Like Twilight, True Blood has its genesis in a seemingly interminable series of long episodic novels by Stephenie Meyers and Charlaine Harris respectively: since they have no visible endings, these winding works are not constructed around the vampire’s death or, at least, banishment; like the shapelessness of youth, they threaten to meander along forever. Like Twilight, True Blood features vampires who are adolescents in their souls. Bill and Eric, rivals for the love of pretty mortal Sookie, are old in years but awash in romantic nostalgia. Bill, a Confederate soldier who was vampirized during the Civil War, has lived through rending social changes, national trauma and tragedy, but like a boy, he sees only the domestic haven his death and Undeath obliterated. Eric is supposed to be older and more powerful than Bill, but he is most vivid as a perpetual son, weeping over the true death of his vampire mentor. In both Twilight and True Blood, the vampires are so bland and so lost that we need other, more grotesque creatures to galvanize us into fear. Werewolves, shape shifters, maenads, the now-ubiquitous zombies, and strange, nameless monsters abound to compensate for vampires who have lost their bite, their history, and their blood.

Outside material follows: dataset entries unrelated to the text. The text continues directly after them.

use anyhow::Context;
use clap::Parser;
use cli::Cli;
use tangle_core::{Camera, FontMetrics, LineVertex, Params, SystemClock, Visualizer};
use winit::{
    event::*,
    event_loop::EventLoop,
    keyboard::{Key, NamedKey},
    window::WindowBuilder,
};

mod cli;
mod keyboard;

/// Vertices the line buffer holds before its first reallocation.
const INITIAL_VERTEX_CAPACITY: usize = 16 * 1024;

#[repr(C)]
#[derive(Copy, Clone, bytemuck::Pod, bytemuck::Zeroable)]
struct Uniforms {
    view_proj: [[f32; 4]; 4],
}

struct GpuState<'w> {
    window: &'w winit::window::Window,
    surface: wgpu::Surface<'w>,
    device: wgpu::Device,
    queue: wgpu::Queue,
    config: wgpu::SurfaceConfiguration,
    pipeline: wgpu::RenderPipeline,
    uniform_buffer: wgpu::Buffer,
    vertex_buffer: wgpu::Buffer,
    vertex_capacity: usize,
    bind_group: wgpu::BindGroup,
    camera: Camera,
    vertices: Vec<LineVertex>,
}

impl<'w> GpuState<'w> {
    async fn new(window: &'w winit::window::Window, params: &Params) -> anyhow::Result<Self> {
        let size = window.inner_size();
        let instance = wgpu::Instance::default();
        let surface = instance.create_surface(window)?;
        let adapter = instance
            .request_adapter(&wgpu::RequestAdapterOptions {
                power_preference: wgpu::PowerPreference::HighPerformance,
                compatible_surface: Some(&surface),
                force_fallback_adapter: false,
            })
            .await
            .ok_or_else(|| anyhow::anyhow!("No GPU adapter"))?;
        let (device, queue) = adapter
            .request_device(
                &wgpu::DeviceDescriptor {
                    required_features: wgpu::Features::empty(),
                    required_limits: wgpu::Limits::default(),
                    memory_hints: wgpu::MemoryHints::Performance,
                    label: None,
                },
                None,
            )
            .await?;

        let surface_caps = surface.get_capabilities(&adapter);
        let format = surface_caps
            .formats
            .first()
            .copied()
            .ok_or_else(|| anyhow::anyhow!("Surface reports no formats"))?;
        let config = wgpu::SurfaceConfiguration {
            usage: wgpu::TextureUsages::RENDER_ATTACHMENT,
            format,
            width: size.width.max(1),
            height: size.height.max(1),
            present_mode: wgpu::PresentMode::Fifo,
            alpha_mode: surface_caps.alpha_modes[0],
            desired_maximum_frame_latency: 2,
            view_formats: vec![],
        };
        surface.configure(&device, &config);

        let shader = device.create_shader_module(wgpu::ShaderModuleDescriptor {
            label: Some("scene"),
            source: wgpu::ShaderSource::Wgsl(tangle_core::SCENE_WGSL.into()),
        });

        let uniform_buffer = device.create_buffer(&wgpu::BufferDescriptor {
            label: Some("uniforms"),
            size: std::mem::size_of::<Uniforms>() as u64,
            usage: wgpu::BufferUsages::UNIFORM | wgpu::BufferUsages::COPY_DST,
            mapped_at_creation: false,
        });
        let vertex_buffer = create_vertex_buffer(&device, INITIAL_VERTEX_CAPACITY);
        let bind_group_layout = device.create_bind_group_layout(&wgpu::BindGroupLayoutDescriptor {
            label: Some("bgl"),
            entries: &[wgpu::BindGroupLayoutEntry {
                binding: 0,
                visibility: wgpu::ShaderStages::VERTEX,
                ty: wgpu::BindingType::Buffer {
                    ty: wgpu::BufferBindingType::Uniform,
                    has_dynamic_offset: false,
                    min_binding_size: None,
                },
                count: None,
            }],
        });
        let bind_group = device.create_bind_group(&wgpu::BindGroupDescriptor {
            label: Some("bg"),
            layout: &bind_group_layout,
            entries: &[wgpu::BindGroupEntry {
                binding: 0,
                resource: uniform_buffer.as_entire_binding(),
            }],
        });

        let pipeline_layout = device.create_pipeline_layout(&wgpu::PipelineLayoutDescriptor {
            label: Some("pl"),
            bind_group_layouts: &[&bind_group_layout],
            push_constant_ranges: &[],
        });

        let vertex_buffers = [wgpu::VertexBufferLayout {
            array_stride: std::mem::size_of::<LineVertex>() as u64,
            step_mode: wgpu::VertexStepMode::Vertex,
            attributes: &[
                wgpu::VertexAttribute {
                    format: wgpu::VertexFormat::Float32x3,
                    offset: 0,
                    shader_location: 0,
                },
                wgpu::VertexAttribute {
                    format: wgpu::VertexFormat::Float32x4,
                    offset: 12,
                    shader_location: 1,
                },
            ],
        }];
        let pipeline = device.create_render_pipeline(&wgpu::RenderPipelineDescriptor {
            label: Some("lines"),
            layout: Some(&pipeline_layout),
            vertex: wgpu::VertexState {
                module: &shader,
                entry_point: Some("vs_main"),
                buffers: &vertex_buffers,
                compilation_options: wgpu::PipelineCompilationOptions::default(),
            },
            primitive: wgpu::PrimitiveState {
                topology: wgpu::PrimitiveTopology::LineList,
                ..Default::default()
            },
            depth_stencil: None,
            multisample: wgpu::MultisampleState::default(),
            fragment: Some(wgpu::FragmentState {
                module: &shader,
                entry_point: Some("fs_main"),
                targets: &[Some(wgpu::ColorTargetState {
                    format,
                    blend: Some(wgpu::BlendState::ALPHA_BLENDING),
                    write_mask: wgpu::ColorWrites::ALL,
                })],
                compilation_options: wgpu::PipelineCompilationOptions::default(),
            }),
            cache: None,
            multiview: None,
        });

        let aspect = config.width as f32 / config.height as f32;
        Ok(Self {
            window,
            surface,
            device,
            queue,
            config,
            pipeline,
            uniform_buffer,
            vertex_buffer,
            vertex_capacity: INITIAL_VERTEX_CAPACITY,
            bind_group,
            camera: Camera::new(params.camera, aspect),
            vertices: Vec::with_capacity(INITIAL_VERTEX_CAPACITY),
        })
    }

    fn resize(&mut self, new_size: winit::dpi::PhysicalSize<u32>) {
        if new_size.width == 0 || new_size.height == 0 {
            return;
        }
        self.config.width = new_size.width;
        self.config.height = new_size.height;
        self.surface.configure(&self.device, &self.config);
        self.camera.resize(new_size.width, new_size.height);
    }

    /// Pull this frame's geometry and camera pose from the visualizer.
    fn update(&mut self, vis: &Visualizer<FontMetrics>) {
        self.camera.pose = vis.params().camera;
        vis.line_vertices(&mut self.vertices);
        if self.vertices.len() > self.vertex_capacity {
            self.vertex_capacity = self.vertices.len().next_power_of_two();
            self.vertex_buffer = create_vertex_buffer(&self.device, self.vertex_capacity);
            log::debug!("[render] vertex buffer grown to {} vertices", self.vertex_capacity);
        }
        if !self.vertices.is_empty() {
            self.queue
                .write_buffer(&self.vertex_buffer, 0, bytemuck::cast_slice(&self.vertices));
        }
        self.queue.write_buffer(
            &self.uniform_buffer,
            0,
            bytemuck::bytes_of(&Uniforms {
                view_proj: self.camera.view_proj().to_cols_array_2d(),
            }),
        );
    }

    fn render(&mut self) -> Result<(), wgpu::SurfaceError> {
        let frame = self.surface.get_current_texture()?;
        let view = frame
            .texture
            .create_view(&wgpu::TextureViewDescriptor::default());

        let mut encoder = self
            .device
            .create_command_encoder(&wgpu::CommandEncoderDescriptor {
                label: Some("encoder"),
            });
        {
            let mut rpass = encoder.begin_render_pass(&wgpu::RenderPassDescriptor {
                label: Some("rpass"),
                color_attachments: &[Some(wgpu::RenderPassColorAttachment {
                    view: &view,
                    resolve_target: None,
                    ops: wgpu::Operations {
                        load: wgpu::LoadOp::Clear(wgpu::Color::BLACK),
                        store: wgpu::StoreOp::Store,
                    },
                })],
                depth_stencil_attachment: None,
                timestamp_writes: None,
                occlusion_query_set: None,
            });
            if !self.vertices.is_empty() {
                rpass.set_pipeline(&self.pipeline);
                rpass.set_bind_group(0, &self.bind_group, &[]);
                rpass.set_vertex_buffer(0, self.vertex_buffer.slice(..));
                rpass.draw(0..self.vertices.len() as u32, 0..1);
            }
        }
        self.queue.submit(Some(encoder.finish()));
        frame.present();
        Ok(())
    }
}

fn create_vertex_buffer(device: &wgpu::Device, capacity: usize) -> wgpu::Buffer {
    device.create_buffer(&wgpu::BufferDescriptor {
        label: Some("line_vb"),
        size: (std::mem::size_of::<LineVertex>() * capacity) as u64,
        usage: wgpu::BufferUsages::VERTEX | wgpu::BufferUsages::COPY_DST,
        mapped_at_creation: false,
    })
}

fn main() -> anyhow::Result<()> {
    env_logger::builder()
        .filter_level(log::LevelFilter::Info)
        .parse_default_env()
        .init();

    let cli = Cli::parse();
    let metrics = FontMetrics::from_file(&cli.font)
        .with_context(|| format!("loading font {}", cli.font.display()))?;
    let mut vis = Visualizer::new(cli.params(), metrics, SystemClock::new(), cli.seed);
    vis.init();

    let event_loop = EventLoop::new().context("creating event loop")?;
    let window = WindowBuilder::new()
        .with_title("tangle")
        .build(&event_loop)
        .context("creating window")?;

    let mut state = pollster::block_on(GpuState::new(&window, vis.params()))?;
    let mut panel = keyboard::KeyPanel::default();

    event_loop.run(move |event, elwt| match event {
        Event::WindowEvent {
            event: WindowEvent::Resized(size),
            ..
        } => state.resize(size),
        Event::WindowEvent {
            event: WindowEvent::CloseRequested,
            ..
        } => elwt.exit(),
        Event::WindowEvent {
            event:
                WindowEvent::KeyboardInput {
                    event:
                        KeyEvent {
                            logical_key,
                            state: ElementState::Pressed,
                            ..
                        },
                    ..
                },
            ..
        } => {
            if logical_key == Key::Named(NamedKey::Escape) && !panel.is_editing() {
                elwt.exit();
            } else if let Some(command) = panel.command_for_key(&logical_key, vis.params()) {
                log::info!("[keys] {command:?}");
                let rebuild = vis.apply(command);
                log::debug!("[keys] rebuild {rebuild:?}");
            }
        }
        Event::AboutToWait => {
            vis.tick();
            state.update(&vis);
            match state.render() {
                Ok(_) => state.window.request_redraw(),
                Err(wgpu::SurfaceError::Lost) => state.resize(state.window.inner_size()),
                Err(wgpu::SurfaceError::OutOfMemory) => elwt.exit(),
                Err(err) => log::warn!("[render] {err:?}"),
            }
        }
        _ => {}
    })?;
    Ok(())
}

Self-mortifying adolescents are dull, but child-vampires are truly frightening because they are their appetites. The Swedish art film Let the Right One In (2008), the most frightening recent vampire movie I’ve seen, deals with children. Alienated, brutalized little Oskar finds a girlfriend, Eli, who is an unabashed vampire. Like Edward, Eli is a rescuer, but a savage one: unlike her male counterparts in American films, Eli has no compunctions about killing and chomping or, in a climactic triumph of love, dismembering the boys who bully Oskar. Far from protecting Oscar against her bloodthirst, she tries to instill her savagery in the timid boy. Eli is as sexy and savage as a vampire should be, but she is of her time in that she knows no time. When Oskar asks her, “Are you old?”, she answers coolly, “I’m twelve. But I’ve been twelve for a long time.”
What was Eli before she was twelve? What will she be in twelve thousand years? Eli has many traditional attributes—not only bloodthirst, but ferocious loyalty with a scent of melancholy. Unlike her progenitors, though, she has neither memory nor vision. Dracula replayed his ancient battles against the Turks and dreamed of his imperial future. Even a much later vampire, Mae, a young girl like Eli who presides over Kathryn Bigelow’s wonderful movie Near Dark (1987), celebrates her limitless future in celestial terms: “I’ll still be here when the light from that star gets down here to Earth in a billion years.”
Vampires today have no such glorifying imaginations. Repetitive and one-dimensional, they lack the layers of lives that composed the vampires I loved. Eli, Edward and the rest have no affinity with starry transports; in their dreams, if they dream, they will be doing the same things in the same settings thousands of years from now. And as always, our vampires are ourselves. In a generation where blood is tainted, history has shrunk to a search engine, and the future is a shrinking planet, flattened vampires are the vampires who belong.